:: Recorded data
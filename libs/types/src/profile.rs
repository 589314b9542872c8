//! Evaluation inputs
//!
//! Snapshots supplied by the loan data source. Counts and day totals are
//! unsigned so negative values are rejected at the deserialization boundary;
//! the remaining numeric contracts are checked by the estimators.

use chrono::{Datelike, NaiveDate};
use serde::{Deserialize, Serialize};

use crate::catalog::LendingType;
use crate::errors::EngineError;
use crate::ids::{BorrowerId, LoanId};

/// Upper end of the credit score scale.
pub const MAX_CREDIT_SCORE: f64 = 850.0;

/// A late payment more than this many days overdue counts as missed.
pub const MISSED_PAYMENT_DAYS: u32 = 90;

/// Settlement state of one scheduled payment
#[derive(Debug, Clone, Copy, PartialEq, Eq, Serialize, Deserialize)]
#[serde(rename_all = "snake_case")]
pub enum PaymentStatus {
    Paid,
    Late,
}

/// One payment from the borrower's repayment history
#[derive(Debug, Clone, Copy, PartialEq, Eq, Serialize, Deserialize)]
pub struct PaymentRecord {
    pub status: PaymentStatus,
    /// Days overdue; only meaningful for late payments
    #[serde(default)]
    pub days_late: u32,
}

impl PaymentRecord {
    pub fn paid() -> Self {
        Self {
            status: PaymentStatus::Paid,
            days_late: 0,
        }
    }

    pub fn late(days_late: u32) -> Self {
        Self {
            status: PaymentStatus::Late,
            days_late,
        }
    }

    pub fn is_late(&self) -> bool {
        self.status == PaymentStatus::Late
    }

    /// Late by more than [`MISSED_PAYMENT_DAYS`].
    pub fn is_missed(&self) -> bool {
        self.is_late() && self.days_late > MISSED_PAYMENT_DAYS
    }
}

/// Borrower attributes that drive probability of default
#[derive(Debug, Clone, Copy, PartialEq, Serialize, Deserialize)]
pub struct BorrowerRiskProfile {
    /// Bureau score, nominally 0–850. Scores above 850 are accepted.
    pub credit_score: f64,
    /// Payments missed outright
    pub missed_payment_count: u32,
    /// Payments made late
    pub late_payment_count: u32,
    /// Days since the oldest unresolved late payment, or the total days
    /// overdue when built with [`Self::with_payment_records`]
    pub days_late: u32,
    /// External industry risk rate
    pub industry_risk_factor: f64,
    pub years_in_business: f64,
    /// Lending-type PD multiplier, must be > 0
    pub lending_type_pd_factor: f64,
}

impl BorrowerRiskProfile {
    /// Profile with no payment history, no industry risk and a unit multiplier.
    pub fn new(credit_score: f64) -> Self {
        Self {
            credit_score,
            missed_payment_count: 0,
            late_payment_count: 0,
            days_late: 0,
            industry_risk_factor: 0.0,
            years_in_business: 0.0,
            lending_type_pd_factor: 1.0,
        }
    }

    pub fn with_payment_history(mut self, missed: u32, late: u32, days_late: u32) -> Self {
        self.missed_payment_count = missed;
        self.late_payment_count = late;
        self.days_late = days_late;
        self
    }

    /// Derive payment history from repayment records.
    ///
    /// Only late payments count. `late_payment_count` is the number of late
    /// payments, `missed_payment_count` the subset more than
    /// [`MISSED_PAYMENT_DAYS`] overdue, and `days_late` the total of their
    /// days overdue (saturating). Missed payments are counted in both
    /// totals. Paid records are ignored.
    pub fn with_payment_records(self, records: &[PaymentRecord]) -> Self {
        let late = records.iter().filter(|record| record.is_late());
        let late_count = late.clone().count();
        let missed_count = late.clone().filter(|record| record.is_missed()).count();
        let days_late = late.fold(0u32, |total, record| total.saturating_add(record.days_late));

        self.with_payment_history(
            u32::try_from(missed_count).unwrap_or(u32::MAX),
            u32::try_from(late_count).unwrap_or(u32::MAX),
            days_late,
        )
    }

    pub fn with_industry_risk(mut self, industry_risk_factor: f64) -> Self {
        self.industry_risk_factor = industry_risk_factor;
        self
    }

    pub fn with_years_in_business(mut self, years: f64) -> Self {
        self.years_in_business = years;
        self
    }

    /// Take the PD multiplier from a lending type.
    pub fn with_lending_type(mut self, lending_type: &LendingType) -> Self {
        self.lending_type_pd_factor = lending_type.pd_factor;
        self
    }
}

/// Loan exposure attributes that drive loss given default
#[derive(Debug, Clone, Copy, PartialEq, Serialize, Deserialize)]
pub struct ExposureProfile {
    pub collateral_value: f64,
    /// Current exposure; also the EAD. Must be > 0.
    pub outstanding_balance: f64,
    pub recovery_cost: f64,
    /// Lending-type LGD multiplier, must be > 0
    pub lending_type_lgd_factor: f64,
}

impl ExposureProfile {
    pub fn new(collateral_value: f64, outstanding_balance: f64) -> Self {
        Self {
            collateral_value,
            outstanding_balance,
            recovery_cost: 0.0,
            lending_type_lgd_factor: 1.0,
        }
    }

    pub fn with_recovery_cost(mut self, recovery_cost: f64) -> Self {
        self.recovery_cost = recovery_cost;
        self
    }

    /// Take the LGD multiplier from a lending type.
    pub fn with_lending_type(mut self, lending_type: &LendingType) -> Self {
        self.lending_type_lgd_factor = lending_type.lgd_factor;
        self
    }

    /// Exposure at default is the outstanding balance.
    pub fn exposure_at_default(&self) -> f64 {
        self.outstanding_balance
    }
}

/// Everything needed to evaluate one loan
///
/// `loan_amount` is the original principal and `exposure.outstanding_balance`
/// the current exposure; they are supplied independently and may differ.
#[derive(Debug, Clone, Copy, PartialEq, Serialize, Deserialize)]
pub struct LoanContext {
    pub loan_id: LoanId,
    pub borrower_id: BorrowerId,
    /// Original principal, must be > 0
    pub loan_amount: f64,
    pub borrower: BorrowerRiskProfile,
    pub exposure: ExposureProfile,
}

impl LoanContext {
    pub fn new(
        loan_id: LoanId,
        borrower_id: BorrowerId,
        loan_amount: f64,
        borrower: BorrowerRiskProfile,
        exposure: ExposureProfile,
    ) -> Self {
        Self {
            loan_id,
            borrower_id,
            loan_amount,
            borrower,
            exposure,
        }
    }
}

/// Complete calendar years between an establishment date and `as_of`.
///
/// A year only counts once its anniversary has been reached.
/// Fails with `InvalidInput` when `as_of` precedes `established`.
pub fn years_in_business(established: NaiveDate, as_of: NaiveDate) -> Result<f64, EngineError> {
    if as_of < established {
        return Err(EngineError::invalid(
            "established",
            format!("establishment date {established} is after {as_of}"),
        ));
    }

    let mut years = as_of.year() - established.year();
    if (as_of.month(), as_of.day()) < (established.month(), established.day()) {
        years -= 1;
    }
    Ok(f64::from(years))
}
//! Probability of default
//!
//! Linear scorecard over credit score, payment history, days late,
//! industry risk and business tenure, scaled by a lending-type multiplier.
//! The result is not clamped: PD above 1 or below 0 is passed through and
//! the clamp policy is left to the caller.

use types::errors::EngineError;
use types::profile::{BorrowerRiskProfile, MAX_CREDIT_SCORE};
use types::result::PdBreakdown;

use crate::validator::{require_non_negative, require_positive};

// ── Scorecard weights ────────────────────────────────────────────────────

/// Score span mapped onto the [0, 1] base: 850 → 0, 300 → 1.
pub const CREDIT_SCORE_SPAN: f64 = 550.0;
/// Penalty per missed payment
pub const MISSED_PAYMENT_WEIGHT: f64 = 0.15;
/// Penalty per late payment
pub const LATE_PAYMENT_WEIGHT: f64 = 0.05;
/// Days late at which the due-days factor reaches its weight
pub const DUE_DAYS_HORIZON: f64 = 90.0;
pub const DUE_DAYS_WEIGHT: f64 = 0.3;
/// Tenure credit for a brand-new business
pub const EXPERIENCE_CREDIT: f64 = 0.1;
/// Tenure credit decays by 1/100 per year and vanishes at 10 years
pub const EXPERIENCE_DECAY_YEARS: f64 = 100.0;

/// Compute the PD and every component that went into it.
///
/// ```text
/// base_score        = (850 - credit_score) / 550
/// history_factor    = missed * 0.15 + late * 0.05
/// due_days_factor   = (days_late / 90) * 0.3
/// experience_factor = max(0, 0.1 - years_in_business / 100)
/// pd = (base_score + history_factor + due_days_factor
///       + industry_risk - experience_factor) * lending_type_pd_factor
/// ```
pub fn pd_breakdown(profile: &BorrowerRiskProfile) -> Result<PdBreakdown, EngineError> {
    let credit_score = require_non_negative("credit_score", profile.credit_score)?;
    let industry_risk =
        require_non_negative("industry_risk_factor", profile.industry_risk_factor)?;
    let years = require_non_negative("years_in_business", profile.years_in_business)?;
    let multiplier = require_positive("lending_type_pd_factor", profile.lending_type_pd_factor)?;

    let base_score = (MAX_CREDIT_SCORE - credit_score) / CREDIT_SCORE_SPAN;
    let history_factor = f64::from(profile.missed_payment_count) * MISSED_PAYMENT_WEIGHT
        + f64::from(profile.late_payment_count) * LATE_PAYMENT_WEIGHT;
    let due_days_factor = (f64::from(profile.days_late) / DUE_DAYS_HORIZON) * DUE_DAYS_WEIGHT;
    let experience_factor = (EXPERIENCE_CREDIT - years / EXPERIENCE_DECAY_YEARS).max(0.0);

    let value = (base_score + history_factor + due_days_factor + industry_risk
        - experience_factor)
        * multiplier;

    Ok(PdBreakdown {
        base_score,
        history_factor,
        due_days_factor,
        industry_risk,
        experience_factor,
        lending_type_factor: multiplier,
        value,
    })
}

/// Estimate the raw, unclamped probability of default.
pub fn estimate_pd(profile: &BorrowerRiskProfile) -> Result<f64, EngineError> {
    pd_breakdown(profile).map(|breakdown| breakdown.value)
}


#[cfg(test)]
mod proptests {
    use super::*;
    use proptest::prelude::*;

    fn valid_profile() -> impl Strategy<Value = BorrowerRiskProfile> {
        (
            0.0f64..=900.0,
            0u32..50,
            0u32..50,
            0u32..1_000,
            0.0f64..1.0,
            0.0f64..60.0,
            0.01f64..5.0,
        )
            .prop_map(
                |(score, missed, late, days, industry, years, factor)| BorrowerRiskProfile {
                    credit_score: score,
                    missed_payment_count: missed,
                    late_payment_count: late,
                    days_late: days,
                    industry_risk_factor: industry,
                    years_in_business: years,
                    lending_type_pd_factor: factor,
                },
            )
    }

    proptest! {
        #[test]
        fn prop_pd_is_bitwise_deterministic(profile in valid_profile()) {
            let first = estimate_pd(&profile).unwrap();
            let second = estimate_pd(&profile).unwrap();
            prop_assert_eq!(first.to_bits(), second.to_bits());
        }

        #[test]
        fn prop_experience_factor_never_negative(profile in valid_profile()) {
            let b = pd_breakdown(&profile).unwrap();
            prop_assert!(b.experience_factor >= 0.0);
            prop_assert!(b.experience_factor <= EXPERIENCE_CREDIT);
        }

        #[test]
        fn prop_more_missed_payments_never_lower_pd(profile in valid_profile()) {
            let mut worse = profile;
            worse.missed_payment_count += 1;
            prop_assert!(estimate_pd(&worse).unwrap() > estimate_pd(&profile).unwrap());
        }
    }
}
::::
**Try it**
Working from the records above, write out verbatim only the lines from the line containing "per missed payment" through the line containing "pub const DUE_DAYS_HORIZON: f64 = 90.0;".

**Problem solution**
/// Penalty per missed payment
pub const MISSED_PAYMENT_WEIGHT: f64 = 0.15;
/// Penalty per late payment
pub const LATE_PAYMENT_WEIGHT: f64 = 0.05;
/// Days late at which the due-days factor reaches its weight
pub const DUE_DAYS_HORIZON: f64 = 90.0;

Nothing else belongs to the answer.